26 Dans ce nouveau contexte de l’intelligence artificielle, et des environnements numériques, que reste-t-il de la psychanalyse ? Quels concepts manquent-ils ou restent-ils à forger pour mieux les appréhender ? Quel impact sur le dispositif de la cure analytique, si la nécessaire asymétrie dans la cure renvoyant à la « situation originaire » (Laplanche, 1987), est remise aussi directement en question ? Dans quelle mesure le cadre de la cure devient-il un dispositif scénique du passé ? C’est une question que nous devons nous poser à l’heure de l’émergence de nouveaux cadres de consultations virtuelles auxquelles certains psychanalystes commencent à s’essayer.

27 On voit bien l’engouement pour les nouvelles thérapies sensées être plus rapides et plus efficaces ; thérapies qui paradoxalement redécouvrent la notion de transfert (sans le citer et apprendre à le travailler comme tel), ainsi que l’importance de la qualité du lien comme un élément déterminant dans le bon déroulement du traitement. Cela va jusqu’à retenter des expériences thérapeutiques pourtant avortées comme celle de l’analyse mutuelle de Ferenczi avec le même souci d’une implication plus forte du thérapeute. Dans le contexte des nouvelles thérapies comportementales cela donne le « self-disclosure » (André, Jollien, Ricard, 2016, p. 19).

28 Il faut du temps pour reconnaître et interpréter le transfert. Si, comme nous l’avons souligné précédemment, un premier temps de la démarche analytique impose parfois de travailler d’abord dans le cadre de pensée de la relation d’objet, comment réfléchir à des cadres psychanalytiques pertinents, bien que n’ayant pas forcément le temps nécessaire à la perlaboration ? Peut-on rester psychanalyste dans ces sortes de cadres à durée limitée ? Oui, certainement. À condition de l’être autrement. Avec moins de fidélité à nos modèles classiques, certes, mais avec peut-être plus de réalisme par rapport aux patients que nous voyons et cadres de soins dans lesquels nous les recevons, sans être pour autant être démunis.

29 À partir d’une première version du problème à résoudre, il est toujours possible de nous laisser aller à imaginer une issue, à initier des scénarios de désirs dans lesquels l’environnement réel et le cours de la vie vont trouver à se figurer. Rêver, et dans la relation transférentielle, nous laisser traverser, porter, par nos représentations infantiles, pour progressivement ouvrir le jeu de la libre associativité.

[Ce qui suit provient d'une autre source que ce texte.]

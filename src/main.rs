// This is the entry point of the Discord bot.
//
// **Architecture Overview:**
// - `core/` = Business logic (platform-agnostic): the message importer,
//   transcripts, and the AI service
// - `infra/` = Implementations of core traits (OpenRouter, in-memory stores)
// - `discord/` = Discord-specific adapters (commands, events, serenity backend)
//
// This file's job is to:
// 1. Load configuration
// 2. Initialize services (dependency injection)
// 3. Set up the Discord framework
// 4. Register commands and event handlers

// These attrs point each module declaration at a more descriptive root file
// so we don't end up with half a dozen mod.rs files that all look the same.
#[path = "core/core_layer.rs"]
mod core;
#[path = "discord/discord_layer.rs"]
mod discord;
#[path = "infra/infra_layer.rs"]
mod infra;

use crate::core::ai::{AiConfig, AiService};
use crate::core::importer::MessageImporter;
use crate::core::transcript::Conversation;
use crate::discord::importer::SerenityBackend;
use crate::discord::{Data, Error};
use crate::infra::ai::OpenRouterClient;
use crate::infra::transcript::TranscriptRegistry;
use anyhow::Context as _;
use poise::serenity_prelude as serenity;
use std::sync::Arc;

const DEFAULT_SYSTEM_PROMPT: &str = "You are a helpful AI assistant. When a question needs \
     background from another channel, call fetch_and_insert_messages with that channel's name.";
const DEFAULT_MODEL: &str = "deepseek/deepseek-chat-v3.1:free";
const DEFAULT_MAX_HISTORY: u8 = 50;
const DEFAULT_TRANSCRIPT_MAX_ENTRIES: usize = 200;

/// Everything read from the environment at startup.
struct Settings {
    discord_token: String,
    openrouter_api_key: String,
    ai_config: AiConfig,
    system_prompt: String,
    max_history: u8,
    transcript_max_entries: usize,
    dev_guild_id: Option<u64>,
}

/// Discord's history endpoint tops out at 100 messages per request.
const MAX_HISTORY_LIMIT: u32 = 100;

fn env_parse<T: std::str::FromStr>(key: &str) -> Option<T> {
    std::env::var(key).ok().and_then(|v| v.parse::<T>().ok())
}

/// Live-history size for mentions. Values above Discord's limit are clamped
/// rather than discarded; anything unparseable falls back to the default.
fn parse_max_history(raw: Option<&str>) -> u8 {
    raw.and_then(|v| v.trim().parse::<u32>().ok())
        .map(|n| n.min(MAX_HISTORY_LIMIT) as u8)
        .unwrap_or(DEFAULT_MAX_HISTORY)
}

/// Snowflakes are never 0, and `GuildId::new` panics on it, so 0 means unset.
fn parse_guild_id(raw: Option<&str>) -> Option<u64> {
    raw.and_then(|v| v.trim().parse::<u64>().ok())
        .filter(|&id| id != 0)
}

impl Settings {
    fn from_env() -> anyhow::Result<Self> {
        let discord_token = std::env::var("DISCORD_TOKEN").context(
            "Missing DISCORD_TOKEN environment variable! Create a .env file with your bot token.",
        )?;
        let openrouter_api_key = std::env::var("OPENROUTER_API_KEY")
            .context("Missing OPENROUTER_API_KEY environment variable!")?;

        let system_prompt = if let Ok(path) = std::env::var("OPENROUTER_SYSTEM_PROMPT_FILE") {
            std::fs::read_to_string(&path).unwrap_or_else(|e| {
                tracing::warn!("Failed to read system prompt file at {}: {}", path, e);
                DEFAULT_SYSTEM_PROMPT.to_string()
            })
        } else {
            std::env::var("OPENROUTER_SYSTEM_PROMPT")
                .unwrap_or_else(|_| DEFAULT_SYSTEM_PROMPT.to_string())
        };

        let ai_config = AiConfig {
            model: std::env::var("OPENROUTER_MODEL").unwrap_or_else(|_| DEFAULT_MODEL.to_string()),
            temperature: 0.7,
            max_tokens: None,
            top_p: Some(1.0),
            repetition_penalty: Some(1.0),
            reasoning_enabled: env_parse("OPENROUTER_REASONING_ENABLED"),
            reasoning_effort: std::env::var("OPENROUTER_REASONING_EFFORT").ok(),
        };

        Ok(Self {
            discord_token,
            openrouter_api_key,
            ai_config,
            system_prompt,
            max_history: parse_max_history(std::env::var("OPENROUTER_MAX_HISTORY").ok().as_deref()),
            transcript_max_entries: env_parse("TRANSCRIPT_MAX_ENTRIES")
                .unwrap_or(DEFAULT_TRANSCRIPT_MAX_ENTRIES),
            dev_guild_id: parse_guild_id(std::env::var("DEV_GUILD_ID").ok().as_deref()),
        })
    }
}

/// Event handler for non-command Discord events.
async fn event_handler(
    ctx: &serenity::Context,
    event: &serenity::FullEvent,
    _framework: poise::FrameworkContext<'_, Data, Error>,
    data: &Data,
) -> Result<(), Error> {
    if let serenity::FullEvent::Message { new_message } = event {
        // Ignore bot messages (including our own)
        if new_message.author.bot {
            return Ok(());
        }

        let bot_id = ctx.cache.current_user().id;
        if new_message.mentions.iter().any(|u| u.id == bot_id) {
            if let Err(e) = discord::ai::handle_mention(ctx, new_message, data).await {
                tracing::error!("Error handling mention: {}", e);
            }
        }
    }

    Ok(())
}

#[tokio::main]
async fn main() -> anyhow::Result<()> {
    // Initialize logging so we can see what's happening
    tracing_subscriber::fmt::init();

    // Load environment variables from .env file (if it exists)
    dotenv::dotenv().ok();

    let settings = Settings::from_env()?;

    // ========================================================================
    // DEPENDENCY INJECTION
    // ========================================================================
    // Services that don't need a live Discord connection are built here; the
    // importer needs the client's HTTP handle and cache, so it's wired in setup.

    let ai_client = OpenRouterClient::new(settings.openrouter_api_key);
    let ai_service = Arc::new(AiService::new(
        ai_client,
        settings.system_prompt,
        settings.ai_config,
    ));
    let requested_cap = Some(settings.transcript_max_entries);
    let transcript_cap = Conversation::effective_cap(requested_cap);
    if transcript_cap != requested_cap && transcript_cap.is_some() {
        tracing::warn!(
            requested = settings.transcript_max_entries,
            effective = ?transcript_cap,
            "TRANSCRIPT_MAX_ENTRIES is below one full import; raising it"
        );
    }
    let transcripts = Arc::new(TranscriptRegistry::new(requested_cap));
    let max_history = settings.max_history;
    let dev_guild_id = settings.dev_guild_id;

    // ========================================================================
    // DISCORD FRAMEWORK SETUP
    // ========================================================================

    let intents = serenity::GatewayIntents::GUILD_MESSAGES
        | serenity::GatewayIntents::MESSAGE_CONTENT // Required to read message content
        | serenity::GatewayIntents::GUILDS // Channel names for the importer's cache lookups
        | serenity::GatewayIntents::DIRECT_MESSAGES;

    let framework = poise::Framework::builder()
        .options(poise::FrameworkOptions {
            commands: vec![
                discord::commands::import::import(),
                discord::commands::context::context(),
            ],
            event_handler: |ctx, event, framework, data| {
                Box::pin(event_handler(ctx, event, framework, data))
            },
            ..Default::default()
        })
        .setup(move |ctx, _ready, framework| {
            Box::pin(async move {
                tracing::info!("Bot is starting up...");

                match dev_guild_id {
                    // Guild registration is instant, handy while developing
                    Some(guild_id) => {
                        poise::builtins::register_in_guild(
                            ctx,
                            &framework.options().commands,
                            serenity::GuildId::new(guild_id),
                        )
                        .await?
                    }
                    // Global registration can take up to an hour to propagate
                    None => {
                        poise::builtins::register_globally(ctx, &framework.options().commands)
                            .await?
                    }
                }
                tracing::info!(dev_guild_id, "Commands registered");

                let backend = SerenityBackend::new(ctx.http.clone(), ctx.cache.clone());
                let importer = Arc::new(MessageImporter::new(backend));

                Ok(Data {
                    ai: ai_service,
                    importer,
                    transcripts,
                    max_history,
                })
            })
        })
        .build();

    let mut client = serenity::ClientBuilder::new(settings.discord_token, intents)
        .framework(framework)
        .await
        .context("Error creating client")?;

    client.start().await.context("Error running bot")?;

    Ok(())
}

30 Sachons nous dire qu’un récit ou des résistances banales, dans l’air du temps, un problème du moment, pourront devenir intéressants et spécifiques d’une analyse prenant son temps, à condition que le patient trouve chez son interlocuteur une certaine compréhension du fait psychique, réinscrite dans la mise en histoire d’un passé, d’un présent et d’un futur, et sente qu’une communication à un niveau profond n’est jamais exclue.

A-t-on encore le temps de la psychanalyse ?

31 Après s’être posé la question de savoir si les psychotiques, les enfants ou les état-limites étaient analysables, d’une certaine façon une nouvelle question se pose à nous : comment penser l’accueil psychanalytique de ces nouvelles manifestations symptomatiques en quête de reconnaissances médicale et sociétale que sont, pêle-mêle, l’hyperactivité, la soi-disant addiction aux jeux virtuels, le burn-out (maladie de l’hyperactivité, de la consumation dans le travail), le bore-out (maladie de l’ennui, de la vacuité, du rien), ou le brown-out (maladie de la dévitalisation provoquée par l’absurdité du quotidien), en somme tout le cortège de cette famille de néo-symptômes du « stop » et/ou du « vide ».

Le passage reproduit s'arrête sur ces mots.